Solution to MySQL Replication Problems: Master DB crashed

Monday, May 12, 2008

Solution to MySQL Replication Problems: Master DB crashed

Monday, May 12, 2008 ANSOR No comments

It is commons that replication will hang after master database crashed. And the error message you will get when you show slave status is:
Client requested master to start replication from impossible position (server_errno=1236)
This happened because MySQL write to bin-log in batch basis. If every bit of your data is mission critical and any inconsistent between master and salve is not accectable, then you should redo you replication all over again.
So far I do not found any way to prevent this replication failure. However, you may add the follwing line into you my.cnf to reduce the chances it happen:
sync_binlog=1
This means that MySQL will write to bin-log after each update instead of write in batch.

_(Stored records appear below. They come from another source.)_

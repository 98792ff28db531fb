use guess_types::VALUE_RANGE;
use rand::Rng;

/// Source of drawn values for the round controller.
pub trait OutcomeGenerator {
    /// Returns a value in `VALUE_RANGE`. Must never fail.
    fn draw(&mut self) -> u8;
}

/// Uniform draw over 1..=100 from the thread-local RNG.
#[derive(Debug, Clone, Copy, Default)]
pub struct UniformGenerator;

impl OutcomeGenerator for UniformGenerator {
    fn draw(&mut self) -> u8 {
        rand::rng().random_range(VALUE_RANGE)
    }
}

As you may expect, this will reduce the performance of the database.
Else, there is another way to resume the replication. The solution is illustrate in this article: Client asks master to start replication from impossible position

I get this question a lot. Why does a slave report that it's trying to replicate from an impossible position? 9 times out of 10 it's because the master crashed and when it came back online a new binlog file was made.
mySQL caches binlog events in the binlog cache, basically events are stored in memory and flushed to disk when the dirty buffer fills up. I believe the variable is called binlog_cache_size.
Here are some steps to recover from this:
Go onto the master execute
SHOW MASTER STATUS
Look at the output and find the log that the slave is pointing to. Look at the File size field.
Next look at the slave output from the slave reporting the issue. Look at Exec_Master_Log_Pos, is that value greater then the File Size on the master if so issue
CHANGE MASTER TO MASTER_LOG_FILE=[NEXT FILE], MASTER_LOG_POS=4;
slave start;
Now if your super sensitive of lost events because a row or two could of been lost from this replication event, do some spot testing for tables written to often. Look for anything that has changed within the outage window, if the data doesn't match the slave then you're master and slave are out of sync, and will require a full clone to get the data back in sync.